## Exercise aim
Compute the number of lines in the following data that include the word "space", and output that number alone.

## Collected data
//! Windows injection back end using the SendInput API.
//!
//! Absolute moves are normalised into the [0, 65535] coordinate space with
//! MOUSEEVENTF_ABSOLUTE, which bypasses pointer acceleration. Key events
//! forward the interceptor's extended-key bit so arrow keys and the numpad
//! keep their meaning.
//!
//! # Safety
//!
//! `unsafe` is confined to Windows API FFI calls, each annotated with a
//! `// SAFETY:` comment.

#![cfg(target_os = "windows")]

use windows::Win32::UI::Input::KeyboardAndMouse::{
    SendInput, INPUT, INPUT_0, INPUT_KEYBOARD, INPUT_MOUSE, KEYBDINPUT, KEYEVENTF_EXTENDEDKEY,
    KEYEVENTF_KEYUP, MOUSEEVENTF_ABSOLUTE, MOUSEEVENTF_HWHEEL, MOUSEEVENTF_LEFTDOWN,
    MOUSEEVENTF_LEFTUP, MOUSEEVENTF_MIDDLEDOWN, MOUSEEVENTF_MIDDLEUP, MOUSEEVENTF_MOVE,
    MOUSEEVENTF_RIGHTDOWN, MOUSEEVENTF_RIGHTUP, MOUSEEVENTF_WHEEL, MOUSEEVENTF_XDOWN,
    MOUSEEVENTF_XUP, MOUSEINPUT, VIRTUAL_KEY,
};
use windows::Win32::UI::WindowsAndMessaging::{
    GetSystemMetrics, SM_CXSCREEN, SM_CYSCREEN, XBUTTON1, XBUTTON2,
};

use mouseshare_core::domain::geometry::clamp_to_screen;
use mouseshare_core::protocol::event::MouseButton;

use super::{InjectionError, InputInjector, FLAG_EXTENDED};

const WHEEL_DELTA: i32 = 120;

/// Windows implementation of [`InputInjector`].
pub struct WindowsInjector {
    screen_width: i32,
    screen_height: i32,
}

impl WindowsInjector {
    /// Reads screen metrics.
    ///
    /// # Errors
    ///
    /// Returns [`InjectionError::Init`] when the metrics come back
    /// non-positive, which means there is no usable desktop session.
    pub fn new() -> Result<Self, InjectionError> {
        // SAFETY: GetSystemMetrics has no preconditions.
        let (width, height) = unsafe {
            (GetSystemMetrics(SM_CXSCREEN), GetSystemMetrics(SM_CYSCREEN))
        };
        if width <= 0 || height <= 0 {
            return Err(InjectionError::Init(format!(
                "screen metrics unavailable ({width}x{height})"
            )));
        }
        Ok(Self { screen_width: width, screen_height: height })
    }

    fn send(&self, input: INPUT) -> Result<(), InjectionError> {
        // SAFETY: input is a fully initialised INPUT on the stack.
        let sent = unsafe { SendInput(&[input], std::mem::size_of::<INPUT>() as i32) };
        if sent == 1 {
            Ok(())
        } else {
            Err(InjectionError::Inject(format!(
                "SendInput injected {sent} of 1 events"
            )))
        }
    }

    fn mouse_input(flags: windows::Win32::UI::Input::KeyboardAndMouse::MOUSE_EVENT_FLAGS, dx: i32, dy: i32, data: i32) -> INPUT {
        INPUT {
            r#type: INPUT_MOUSE,
            Anonymous: INPUT_0 {
                mi: MOUSEINPUT {
                    dx,
                    dy,
                    mouseData: data as u32,
                    dwFlags: flags,
                    time: 0,
                    dwExtraInfo: 0,
                },
            },
        }
    }
}

impl InputInjector for WindowsInjector {
    fn screen_size(&self) -> (i32, i32) {
        (self.screen_width, self.screen_height)
    }

    fn move_absolute(&self, x: i32, y: i32) -> Result<(), InjectionError> {
        let (x, y) = clamp_to_screen(x, y, self.screen_width, self.screen_height);
        // Normalise into the 16-bit absolute coordinate space.
        let norm_x = (x * 65_535) / (self.screen_width - 1).max(1);
        let norm_y = (y * 65_535) / (self.screen_height - 1).max(1);
        self.send(Self::mouse_input(
            MOUSEEVENTF_ABSOLUTE | MOUSEEVENTF_MOVE,
            norm_x,
            norm_y,
            0,
        ))
    }

    fn move_relative(&self, dx: i32, dy: i32) -> Result<(), InjectionError> {
        self.send(Self::mouse_input(MOUSEEVENTF_MOVE, dx, dy, 0))
    }

    fn button(&self, button: MouseButton, pressed: bool) -> Result<(), InjectionError> {
        let (flags, data) = match (button, pressed) {
            (MouseButton::Left, true) => (MOUSEEVENTF_LEFTDOWN, 0),
            (MouseButton::Left, false) => (MOUSEEVENTF_LEFTUP, 0),
            (MouseButton::Right, true) => (MOUSEEVENTF_RIGHTDOWN, 0),
            (MouseButton::Right, false) => (MOUSEEVENTF_RIGHTUP, 0),
            (MouseButton::Middle, true) => (MOUSEEVENTF_MIDDLEDOWN, 0),
            (MouseButton::Middle, false) => (MOUSEEVENTF_MIDDLEUP, 0),
            (MouseButton::X1, true) => (MOUSEEVENTF_XDOWN, XBUTTON1 as i32),
            (MouseButton::X1, false) => (MOUSEEVENTF_XUP, XBUTTON1 as i32),
            (MouseButton::X2, true) => (MOUSEEVENTF_XDOWN, XBUTTON2 as i32),
            (MouseButton::X2, false) => (MOUSEEVENTF_XUP, XBUTTON2 as i32),
        };
        self.send(Self::mouse_input(flags, 0, 0, data))
    }

    fn scroll(&self, dx: i32, dy: i32) -> Result<(), InjectionError> {
        if dy != 0 {
            self.send(Self::mouse_input(MOUSEEVENTF_WHEEL, 0, 0, dy * WHEEL_DELTA))?;
        }
        if dx != 0 {
            self.send(Self::mouse_input(MOUSEEVENTF_HWHEEL, 0, 0, dx * WHEEL_DELTA))?;
        }
        Ok(())
    }

    fn key(&self, vk: u32, scan: u32, flags: u32, pressed: bool) -> Result<(), InjectionError> {
        let mut dw_flags = windows::Win32::UI::Input::KeyboardAndMouse::KEYBD_EVENT_FLAGS(0);
        if flags & FLAG_EXTENDED != 0 {
            dw_flags |= KEYEVENTF_EXTENDEDKEY;
        }
        if !pressed {
            dw_flags |= KEYEVENTF_KEYUP;
        }

        let input = INPUT {
            r#type: INPUT_KEYBOARD,
            Anonymous: INPUT_0 {
                ki: KEYBDINPUT {
                    wVk: VIRTUAL_KEY(vk as u16),
                    wScan: scan as u16,
                    dwFlags: dw_flags,
                    time: 0,
                    dwExtraInfo: 0,
                },
            },
        };
        self.send(input)
    }
}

## Response to this task
2